## WHAT YOU NEED TO DO
Compute how many lines below contain the word "crate" and respond with that number only.

## DATA FOR ANALYSIS
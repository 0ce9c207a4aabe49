use super::shutdown::ShutdownCoordinator;
use crate::errors::handlers::not_found;
use crate::http::{cors_layer_from_env, security_headers};
use axum::{middleware, Router};
use core_config::{server::ServerConfig, Environment};
use std::future::Future;
use std::io;
use std::time::Duration;
use tower_http::compression::CompressionLayer;
use tower_http::trace::{DefaultMakeSpan, DefaultOnResponse, TraceLayer};
use tracing::{info, Level};
use utoipa::OpenApi;
use utoipa_scalar::{Scalar, Servable};

/// Wraps the API routes with documentation and cross-cutting layers.
///
/// - API routes nested under `/api`
/// - OpenAPI JSON at `/api-docs/openapi.json`, Scalar UI at `/scalar`
/// - 404 envelope fallback
/// - request tracing, security headers, CORS (see [`cors_layer_from_env`]),
///   response compression
///
/// Domain routers apply their own state before being passed in.
///
/// # Errors
/// Fails when `CORS_ALLOWED_ORIGIN` is invalid, or missing in production.
pub fn create_router<T>(apis: Router, environment: &Environment) -> io::Result<Router>
where
    T: OpenApi + 'static,
{
    let cors_layer = cors_layer_from_env(environment)?;
    let openapi = T::openapi();

    let router = Router::new()
        .route(
            "/api-docs/openapi.json",
            axum::routing::get({
                let doc = openapi.clone();
                move || async move { axum::Json(doc) }
            }),
        )
        .merge(Scalar::with_url("/scalar", openapi))
        .nest("/api", apis)
        .fallback(not_found)
        .layer(
            TraceLayer::new_for_http()
                .make_span_with(DefaultMakeSpan::new().level(Level::INFO))
                .on_response(DefaultOnResponse::new().level(Level::INFO)),
        )
        .layer(middleware::from_fn(security_headers))
        .layer(cors_layer)
        .layer(CompressionLayer::new());

    Ok(router)
}

/// Serves `router` until SIGINT/SIGTERM, then runs `cleanup` bounded by
/// `shutdown_timeout`.
///
/// ```ignore
/// create_production_app(app, &config.server, Duration::from_secs(30), async move {
///     db.close().await.ok();
/// })
/// .await?;
/// ```
pub async fn create_production_app<F>(
    router: Router,
    server_config: &ServerConfig,
    shutdown_timeout: Duration,
    cleanup: F,
) -> io::Result<()>
where
    F: Future<Output = ()> + Send + 'static,
{
    let coordinator = ShutdownCoordinator::new();
    let cleanup_signal = coordinator.clone();

    let listener = tokio::net::TcpListener::bind(server_config.address()).await?;
    info!("Server starting on {}", listener.local_addr()?);

    let cleanup_handle = tokio::spawn(async move {
        cleanup_signal.wait().await;

        info!(?shutdown_timeout, "Running cleanup");
        match tokio::time::timeout(shutdown_timeout, cleanup).await {
            Ok(()) => info!("Cleanup completed"),
            Err(_) => tracing::warn!(?shutdown_timeout, "Cleanup timed out, forcing shutdown"),
        }
    });

    let serve_result = axum::serve(listener, router.into_make_service())
        .with_graceful_shutdown({
            let coordinator = coordinator.clone();
            async move { coordinator.wait_for_signal().await }
        })
        .await
        .inspect_err(|e| tracing::error!("Server encountered an error: {:?}", e));

    // Run cleanup even if serve failed before any signal arrived.
    coordinator.shutdown();
    cleanup_handle.await.ok();

    serve_result
}

#[cfg(test)]
mod tests {
    use super::*;
    use axum::body::Body;
    use axum::http::{Request, StatusCode};
    use axum::routing::get;
    use tower::ServiceExt;

    #[derive(OpenApi)]
    #[openapi(info(title = "test"))]
    struct TestDoc;

    fn router() -> Router {
        let api = Router::new().route("/ping", get(|| async { "pong" }));
        temp_env::with_var_unset("CORS_ALLOWED_ORIGIN", || {
            create_router::<TestDoc>(api, &Environment::Development).unwrap()
        })
    }

    #[tokio::test]
    async fn test_routes_are_nested_under_api() {
        let response = router()
            .oneshot(Request::get("/api/ping").body(Body::empty()).unwrap())
            .await
            .unwrap();
        assert_eq!(response.status(), StatusCode::OK);
    }

    #[tokio::test]
    async fn test_unknown_path_hits_fallback() {
        let response = router()
            .oneshot(Request::get("/nope").body(Body::empty()).unwrap())
            .await
            .unwrap();
        assert_eq!(response.status(), StatusCode::NOT_FOUND);
    }

    #[tokio::test]
    async fn test_openapi_json_is_served() {
        let response = router()
            .oneshot(Request::get("/api-docs/openapi.json").body(Body::empty()).unwrap())
            .await
            .unwrap();
        assert_eq!(response.status(), StatusCode::OK);
    }
}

## EXERCISE SOLUTION
2